Ma Italia adalah ranah korporasi dan serikat laki-laki takut kehilangan kekuasaan sementara serikat perempuan tetap menerima aturan perwalian: ketika apa yang disebut "femisida" dihadapkan - yang tidak lebih dari pembunuhan, bukan kategori terpisah - orang berhak berduka atas para korban tetapi secara tidak adil kemiskinan budaya dan moral laki-laki yang kejam tidak digarisbawahi, dan mungkin akan tepat untuk mempertimbangkannya sebagai elemen inferioritas, tunduk pada prasangka, daripada mengkhawatirkan apakah itu harus dikatakan "ministra" atau "tukang kayu". .
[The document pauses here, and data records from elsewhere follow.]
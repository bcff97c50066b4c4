//! Integration test: batch mode switching across joints.
//!
//! Validates: prepare is all-or-nothing, commit switches only the claimed
//! joints, a rejected mode entry rolls back the whole controller and
//! reports it for stopping exactly once.

use drivelink_common::actuator::{Actuator, OperationalState};
use drivelink_common::mode::OperationMode;
use drivelink_control_unit::error::SwitchError;
use drivelink_control_unit::handle::JointState;
use drivelink_control_unit::sources::LimitSources;
use drivelink_control_unit::switch::{ControllerInfo, ModeSwitchCoordinator, RecordingStopper};

use super::{sim_robot, sources};

const CSP: OperationMode = OperationMode::CyclicSynchronousPosition;
const CSV: OperationMode = OperationMode::CyclicSynchronousVelocity;

fn coordinator() -> (ModeSwitchCoordinator, RecordingStopper) {
    let stopper = RecordingStopper::default();
    (ModeSwitchCoordinator::new(Box::new(stopper.clone())), stopper)
}

// ── single joint ────────────────────────────────────────────────────

#[test]
fn position_controller_on_one_joint() {
    let sources = LimitSources::empty();
    let (mut robot, probes) = sim_robot(&["a", "b"], &sources);
    let (mut coord, stopper) = coordinator();

    let c1 = ControllerInfo::new("c1", ["a"], Some(CSP));
    coord.prepare(&robot, &sources, &[c1.clone()], &[]).unwrap();
    let outcome = coord.commit(&mut robot, &[c1], &[]);

    assert!(outcome.is_success());
    assert_eq!(robot.handle("a").unwrap().state(), JointState::Operational(CSP));
    assert_eq!(robot.handle("a").unwrap().actuator().mode(), CSP);
    assert_eq!(robot.handle("b").unwrap().state(), JointState::Idle);
    assert_eq!(probes[1].mode(), OperationMode::NoMode);
    assert!(probes[1].mode_requests().is_empty());
    assert!(stopper.requests().is_empty());
}

// ── readiness ───────────────────────────────────────────────────────

#[test]
fn not_ready_joint_rejects_whole_batch() {
    let sources = LimitSources::empty();
    let (robot, probes) = sim_robot(&["a", "b"], &sources);
    probes[1].set_operational_state(OperationalState::NotReady);
    let (mut coord, _) = coordinator();

    let c2 = ControllerInfo::new("c2", ["a", "b"], Some(CSV));
    let err = coord.prepare(&robot, &sources, &[c2], &[]).unwrap_err();

    assert_eq!(
        err,
        SwitchError::NotReadyToSwitch {
            joint: "b".to_string(),
            mode: CSV,
        }
    );
    assert!(coord.record("c2").is_none());
    for (name, probe) in ["a", "b"].iter().zip(&probes) {
        assert!(probe.mode_requests().is_empty(), "joint {name} was touched");
        assert_eq!(probe.mode(), OperationMode::NoMode);
        assert_eq!(robot.handle(name).unwrap().state(), JointState::Idle);
    }
}

// ── rollback ────────────────────────────────────────────────────────

#[test]
fn rejected_entry_rolls_back_every_joint() {
    let sources = sources(
        "",
        r#"
        [c.joint_limits.a]
        has_velocity_limits = true
        max_velocity = 0.5

        [c.joint_limits.b]
        has_velocity_limits = true
        max_velocity = 0.5
        "#,
    );
    let (mut robot, probes) = sim_robot(&["a", "b"], &sources);
    probes[1].reject_mode(CSV);
    let (mut coord, stopper) = coordinator();

    let c = ControllerInfo::new("c", ["a", "b"], Some(CSV));
    coord.prepare(&robot, &sources, &[c.clone()], &[]).unwrap();
    let outcome = coord.commit(&mut robot, &[c.clone(), c], &[]);

    assert_eq!(outcome.failed, vec!["c".to_string()]);
    assert_eq!(stopper.requests(), vec![vec!["c".to_string()]]);
    for (name, probe) in ["a", "b"].iter().zip(&probes) {
        let handle = robot.handle(name).unwrap();
        assert_eq!(handle.state(), JointState::Idle, "joint {name}");
        assert!(handle.runtime().overlay_limits.is_empty(), "joint {name}");
        assert!(!handle.forwarding());
        assert_eq!(probe.mode(), OperationMode::NoMode);
    }
    assert_eq!(probes[1].halts(), 1);
}

#[test]
fn other_controllers_survive_a_rollback() {
    let sources = LimitSources::empty();
    let (mut robot, probes) = sim_robot(&["a", "b", "c"], &sources);
    probes[2].reject_mode(CSV);
    let (mut coord, stopper) = coordinator();

    let good = ControllerInfo::new("good", ["a"], Some(CSP));
    let bad = ControllerInfo::new("bad", ["b", "c"], Some(CSV));
    let batch = [good, bad];
    coord.prepare(&robot, &sources, &batch, &[]).unwrap();
    let outcome = coord.commit(&mut robot, &batch, &[]);

    assert_eq!(outcome.failed, vec!["bad".to_string()]);
    assert_eq!(robot.handle("a").unwrap().state(), JointState::Operational(CSP));
    assert!(robot.handle("a").unwrap().forwarding());
    assert_eq!(robot.handle("b").unwrap().state(), JointState::Idle);
    assert_eq!(robot.handle("c").unwrap().state(), JointState::Idle);
    assert_eq!(stopper.requests().len(), 1);
}

// ── stop ────────────────────────────────────────────────────────────

#[test]
fn stop_requires_a_prior_switch() {
    let sources = LimitSources::empty();
    let (robot, _) = sim_robot(&["a"], &sources);
    let (mut coord, _) = coordinator();
    let never_started = ControllerInfo::new("never", ["a"], Some(CSP));
    assert_eq!(
        coord.prepare(&robot, &sources, &[], &[never_started]),
        Err(SwitchError::UnknownController("never".to_string()))
    );
}

#[test]
fn handover_between_controllers() {
    let sources = LimitSources::empty();
    let (mut robot, _) = sim_robot(&["a", "b"], &sources);
    let (mut coord, _) = coordinator();

    let pos = ControllerInfo::new("pos", ["a", "b"], Some(CSP));
    coord.prepare(&robot, &sources, &[pos.clone()], &[]).unwrap();
    assert!(coord.commit(&mut robot, &[pos.clone()], &[]).is_success());

    let vel = ControllerInfo::new("vel", ["b"], Some(CSV));
    coord.prepare(&robot, &sources, &[vel.clone()], &[pos.clone()]).unwrap();
    assert!(coord.commit(&mut robot, &[vel], &[pos]).is_success());

    assert_eq!(robot.handle("a").unwrap().state(), JointState::Idle);
    assert_eq!(robot.handle("b").unwrap().state(), JointState::Operational(CSV));
    assert!(robot.handle("b").unwrap().forwarding());
}

#[test]
fn stopping_an_observer_keeps_the_owner_running() {
    let sources = LimitSources::empty();
    let (mut robot, probes) = sim_robot(&["a", "b"], &sources);
    let (mut coord, stopper) = coordinator();

    let owner = ControllerInfo::new("owner", ["a", "b"], Some(CSP));
    let observer = ControllerInfo::new("observer", ["a", "b"], None);
    coord
        .prepare(&robot, &sources, &[owner.clone(), observer.clone()], &[])
        .unwrap();
    assert!(coord.commit(&mut robot, &[owner, observer.clone()], &[]).is_success());
    let requests_before: Vec<usize> = probes.iter().map(|p| p.mode_requests().len()).collect();

    coord.prepare(&robot, &sources, &[], &[observer.clone()]).unwrap();
    assert!(coord.commit(&mut robot, &[], &[observer]).is_success());

    for (name, probe) in ["a", "b"].iter().zip(&probes) {
        let handle = robot.handle(name).unwrap();
        assert_eq!(handle.state(), JointState::Operational(CSP), "joint {name}");
        assert!(handle.forwarding());
        assert_eq!(probe.mode(), CSP);
    }
    let requests_after: Vec<usize> = probes.iter().map(|p| p.mode_requests().len()).collect();
    assert_eq!(requests_before, requests_after);
    assert!(stopper.requests().is_empty());
}

// ── recovery ────────────────────────────────────────────────────────

#[test]
fn faulted_joint_can_switch_again_after_recover() {
    let sources = LimitSources::empty();
    let (mut robot, probes) = sim_robot(&["a"], &sources);
    probes[0].reject_mode(CSV);
    let handle = robot.handle_mut("a").unwrap();
    assert!(handle.switch_mode(CSV).is_err());
    assert_eq!(handle.state(), JointState::Faulted);

    handle.recover();
    assert_eq!(handle.state(), JointState::Idle);
    probes[0].accept_mode(CSV);
    handle.switch_mode(CSV).unwrap();
    assert!(handle.forward_for_mode(CSV));
}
Tentu, ini rumit, kesetaraan adalah pertempuran kuno. Sekarang, didorong oleh Next Generation EU, dirangsang oleh miliarannya, kita dapat melanjutkan jalan yang terputus oleh kebodohan tahun 37-an, oleh krisis ekonomi yang memunculkan keadaan darurat lainnya (seolah-olah kesetaraan bukanlah urgensi tetapi iseng), namun tidak ada kejelasan budaya dan perencanaan di cakrawala, bukan visi jangka panjang. Pembibitan akan diterima tetapi mereka tidak memfasilitasi kesetaraan, setidaknya sampai "fungsi esensial" laki-laki dalam keluarga dan "fungsi esensial" perempuan dalam pekerjaan yang dibayar secara adil tidak ditegaskan. Karena memiliki nilai simbolis yang besar, modifikasi alinea pertama pasal XNUMX juga akan diinginkan dan disambut baik.